La Cour de cassation est venue à plusieurs reprises définir les contours de la mauvaise foi. Il en ressort que la mauvaise foi ne peut résulter que de la connaissance par l’intéressé de la fausseté des faits qu’il dénonce [2], et non de la seule circonstance que les faits qu’il dénonce ne sont pas établis [3]. Ce qui implique que la seule preuve que les accusations ne sont pas fondées ou que les faits invoqués ne sont pas établis est insuffisante, il convient de démontrer que le salarié avait pleinement connaissance du caractère mensonger de ses accusations, et ce au moment où il les a formulées.
Dans deux arrêts en date du 10 juin 2015, la Cour de cassation a eu à se prononcer sur des accusations de harcèlement moral ou sexuel de nature à caractériser la mauvaise foi.

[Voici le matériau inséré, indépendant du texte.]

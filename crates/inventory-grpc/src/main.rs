//! Inventory gRPC Server
//!
//! Serves the in-memory inventory over gRPC until Ctrl+C or SIGTERM.

use std::fs::File;
use std::net::SocketAddr;
use std::path::PathBuf;
use std::sync::Arc;

use anyhow::Context;
use clap::Parser;
use inventory::InventoryStore;
use tracing_subscriber::{EnvFilter, fmt, layer::SubscriberExt, util::SubscriberInitExt};

use inventory_grpc::InventoryServer;

/// Inventory gRPC Server - In-memory item list over gRPC
#[derive(Parser, Debug)]
#[command(name = "inventory-server")]
#[command(about = "gRPC server exposing an in-memory inventory")]
struct Args {
    /// Address to listen on
    #[arg(long, default_value = "127.0.0.1:50551")]
    addr: SocketAddr,

    /// JSON file with the initial items, replacing the built-in seed items
    #[arg(long)]
    seed_file: Option<PathBuf>,
}

#[tokio::main]
async fn main() -> anyhow::Result<()> {
    // Initialize tracing
    tracing_subscriber::registry()
        .with(fmt::layer())
        .with(EnvFilter::from_default_env().add_directive(tracing::Level::INFO.into()))
        .init();

    let args = Args::parse();

    let store = match &args.seed_file {
        Some(path) => {
            let file = File::open(path)
                .with_context(|| format!("failed to open seed file {}", path.display()))?;
            InventoryStore::from_json_reader(file)
                .with_context(|| format!("failed to load seed file {}", path.display()))?
        }
        None => InventoryStore::seeded(),
    };

    let server = InventoryServer::new(args.addr).with_store(Arc::new(store));
    server.run().await?;

    Ok(())
}
fn main() -> Result<(), Box<dyn std::error::Error>> {
    tonic_build::configure()
        .build_server(true)
        .build_client(true)
        .compile_protos(&["proto/inventory.proto"], &["proto/"])?;
    Ok(())
}
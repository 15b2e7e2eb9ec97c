//! Inventory gRPC Service
//!
//! A gRPC service exposing an in-memory inventory list, plus the clients
//! that call it.
//!
//! # Architecture
//!
//! The server owns one [`InventoryStore`](inventory::InventoryStore) and
//! answers two unary calls: `AddItem` appends an item and replies with a
//! boolean, `GetItems` replies with a copy of the whole collection.
//!
//! Clients come in two flavours. [`InventoryClient`] is the async client.
//! [`BlockingInventoryClient`] owns its own runtime so that plain threads can
//! block on `add_item` while retrieval is dispatched in the background and
//! reported through an [`ItemsObserver`].
//!
//! # Example Flow
//!
//! ```text
//! Client                                    Server
//! │                                           │
//! │  AddItem{id: "1234", name: "New Item"}    │
//! │ ─────────────────────────────────────────>│
//! │                                           │
//! │       BoolResult{value: true}             │
//! │<───────────────────────────────────────── │
//! │                                           │
//! │  GetItems{}                  (dispatched) │
//! │ ─────────────────────────────────────────>│
//! │                                           │
//! │       Items{items: [001, 002, 003, 1234]} │
//! │<───────────────────────────────────────── │
//! │                                           │
//! │  on_next(items), on_completed()           │
//! ```

use std::time::Duration;

pub mod proto {
    #![allow(missing_docs)]
    #![allow(clippy::doc_markdown)]
    tonic::include_proto!("inventory.v1");
}

mod client;
mod convert;
mod error;
mod observer;
mod server;

pub use client::{BlockingInventoryClient, CallHandle, InventoryClient, add_new_item};
pub use error::{ClientError, ServerError};
pub use observer::{ItemsObserver, LoggingObserver};
pub use server::{InventoryServer, InventoryService};

// Re-export proto types for convenience
pub use proto::{
    inventory_service_client::InventoryServiceClient,
    inventory_service_server::InventoryServiceServer as InventoryGrpcServer,
};

/// Host the client connects to by default.
pub const DEFAULT_HOST: &str = "localhost";

/// Port the service listens on by default.
pub const DEFAULT_PORT: u16 = 50551;

/// How long client shutdown waits for in-flight calls to drain.
pub const SHUTDOWN_GRACE: Duration = Duration::from_secs(5);
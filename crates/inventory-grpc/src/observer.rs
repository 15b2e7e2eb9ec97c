//! Callbacks for asynchronous item retrieval.

use inventory::Item;
use tonic::Status;

/// Receives the events of one asynchronous `GetItems` call.
///
/// Events fire on a runtime worker thread, never on the thread that
/// dispatched the call. A call delivers either `on_next` followed by
/// `on_completed`, or a single `on_error`.
pub trait ItemsObserver: Send + 'static {
    /// The collection arrived.
    fn on_next(&mut self, items: Vec<Item>);

    /// The call failed. No further events follow.
    fn on_error(&mut self, status: &Status);

    /// The call finished successfully. No further events follow.
    fn on_completed(&mut self);
}

/// Observer that logs every event.
#[derive(Debug, Default, Clone, Copy)]
pub struct LoggingObserver;

impl ItemsObserver for LoggingObserver {
    fn on_next(&mut self, items: Vec<Item>) {
        tracing::info!("Received {} items", items.len());
        for item in &items {
            tracing::info!("  {}", item);
        }
    }

    fn on_error(&mut self, status: &Status) {
        tracing::warn!("RPC error: {}", status);
    }

    fn on_completed(&mut self) {
        tracing::info!("Finished receiving items");
    }
}
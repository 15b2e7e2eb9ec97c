//! Inventory: the in-memory item collection behind the inventory RPC service.
//!
//! The store is an append-only list of [`Item`]s. It starts out with a fixed
//! seed set, grows by one entry per add, and hands out whole-collection
//! snapshots on read. Items are never updated or removed.

mod item;
mod store;

pub use item::{Item, seed_items};
pub use store::{InventoryStore, ItemStore, StoreError};
//! Append-only item store.

use std::fmt;
use std::io::Read;
use std::sync::RwLock;

use thiserror::Error;

use crate::item::{Item, seed_items};

/// Errors that can occur while using the store
#[derive(Debug, Error)]
pub enum StoreError {
    /// A writer panicked while holding the lock
    #[error("inventory lock poisoned")]
    Poisoned,
    /// The seed set could not be parsed
    #[error("invalid seed data: {0}")]
    Seed(#[from] serde_json::Error),
}

/// Storage backing the inventory service.
///
/// `add` only ever appends; `snapshot` returns the collection in insertion
/// order.
pub trait ItemStore: Send + Sync + fmt::Debug {
    /// Append an item.
    fn add(&self, item: Item) -> Result<(), StoreError>;

    /// Copy of the current collection in insertion order.
    fn snapshot(&self) -> Result<Vec<Item>, StoreError>;
}

/// The authoritative item collection.
///
/// Appends take the write lock; reads take the read lock and copy the whole
/// collection out, so a snapshot never observes a later append.
#[derive(Debug)]
pub struct InventoryStore {
    items: RwLock<Vec<Item>>,
}

impl InventoryStore {
    /// Create a store holding the fixed seed items.
    pub fn seeded() -> Self {
        Self::with_items(seed_items())
    }

    /// Create a store holding `items`, in order.
    pub fn with_items(items: Vec<Item>) -> Self {
        Self {
            items: RwLock::new(items),
        }
    }

    /// Create a store from a JSON array of items.
    pub fn from_json_reader(reader: impl Read) -> Result<Self, StoreError> {
        let items: Vec<Item> = serde_json::from_reader(reader)?;
        tracing::debug!("Loaded {} seed items", items.len());
        Ok(Self::with_items(items))
    }

    /// Append an item. Duplicates are kept.
    pub fn add(&self, item: Item) -> Result<(), StoreError> {
        let mut items = self.items.write().map_err(|_| StoreError::Poisoned)?;
        items.push(item);
        Ok(())
    }

    /// Copy of the current collection in insertion order.
    pub fn snapshot(&self) -> Result<Vec<Item>, StoreError> {
        let items = self.items.read().map_err(|_| StoreError::Poisoned)?;
        Ok(items.clone())
    }

    /// Number of items currently held.
    pub fn len(&self) -> Result<usize, StoreError> {
        let items = self.items.read().map_err(|_| StoreError::Poisoned)?;
        Ok(items.len())
    }

    /// Whether the store holds no items.
    pub fn is_empty(&self) -> Result<bool, StoreError> {
        Ok(self.len()? == 0)
    }
}

impl ItemStore for InventoryStore {
    fn add(&self, item: Item) -> Result<(), StoreError> {
        InventoryStore::add(self, item)
    }

    fn snapshot(&self) -> Result<Vec<Item>, StoreError> {
        InventoryStore::snapshot(self)
    }
}

impl Default for InventoryStore {
    fn default() -> Self {
        Self::seeded()
    }
}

Dans la première espèce [4], il s’agissait d’un salarié licencié pour faute grave, celle-ci étant motivée par la dénonciation de faits de harcèlement moral non avérés afin de s’opposer aux directives de l’employeur. La Cour de cassation a relevé d’une part que la lettre de licenciement reprochait au salarié d’avoir accusé son employeur de harcèlement moral, et d’autre part que l’employeur n’établissait pas la mauvaise foi qui ne se caractérise que par la connaissance par le salarié de la fausseté des faits qu’il dénonce. Par conséquent, le licenciement est entaché de nullité.
Dans la seconde espèce [5], la Cour d’appel a prononcé la résiliation judiciaire d’un contrat d’apprentissage aux tords de l’apprentie au motif que celle-ci a porté des « accusations très graves et totalement infondées de harcèlement moral voire sexuel » en invoquant des faits anodins qui se sont déroulés en dehors du temps de travail. La Cour de cassation a cassé le jugement d’appel au motif que la Cour d’appel n’a pas caractérisé la mauvaise foi de l’apprentie, laquelle ne peut résulter que de la connaissance de la fausseté des faits dénoncés.

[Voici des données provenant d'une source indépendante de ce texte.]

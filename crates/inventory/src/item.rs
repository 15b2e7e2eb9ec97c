//! The inventory record.

use std::fmt;

use serde::{Deserialize, Serialize};

/// A single inventory record.
///
/// The identifier is assigned by the caller and is not checked for
/// uniqueness.
#[derive(Debug, Clone, PartialEq, Eq, Hash, Serialize, Deserialize)]
pub struct Item {
    /// Caller-assigned identifier
    pub id: String,
    /// Display name
    pub name: String,
    /// Free-form description
    pub description: String,
}

impl Item {
    /// Create a new item.
    pub fn new(
        id: impl Into<String>,
        name: impl Into<String>,
        description: impl Into<String>,
    ) -> Self {
        Self {
            id: id.into(),
            name: name.into(),
            description: description.into(),
        }
    }
}

impl fmt::Display for Item {
    fn fmt(&self, f: &mut fmt::Formatter<'_>) -> fmt::Result {
        write!(f, "{} ({}): {}", self.id, self.name, self.description)
    }
}

/// The items every freshly started service holds, in order.
pub fn seed_items() -> Vec<Item> {
    vec![
        Item::new("001", "First Item", "A cool item"),
        Item::new("002", "Second Item", "An even cooler item"),
        Item::new("003", "Third Item", "A crap item"),
    ]
}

La Cour de cassation rappelle ici que l’immunité d’un salarié dénonçant des faits de harcèlement moral ou sexuel ne peut être levée que si l’employeur caractérise la mauvaise foi de l’intéressé, laquelle ne peut résulter que de la connaissance par celui-ci de la fausseté des faits dénoncés. Il découle de ces arrêts, qu’accuser son employeur de harcèlement moral pour s’opposer à ses directives ou invoquer des faits anodins à l’appui d’une accusation de harcèlement moral voire sexuel ne suffisent pas à établir la mauvaise foi de l’intéressé.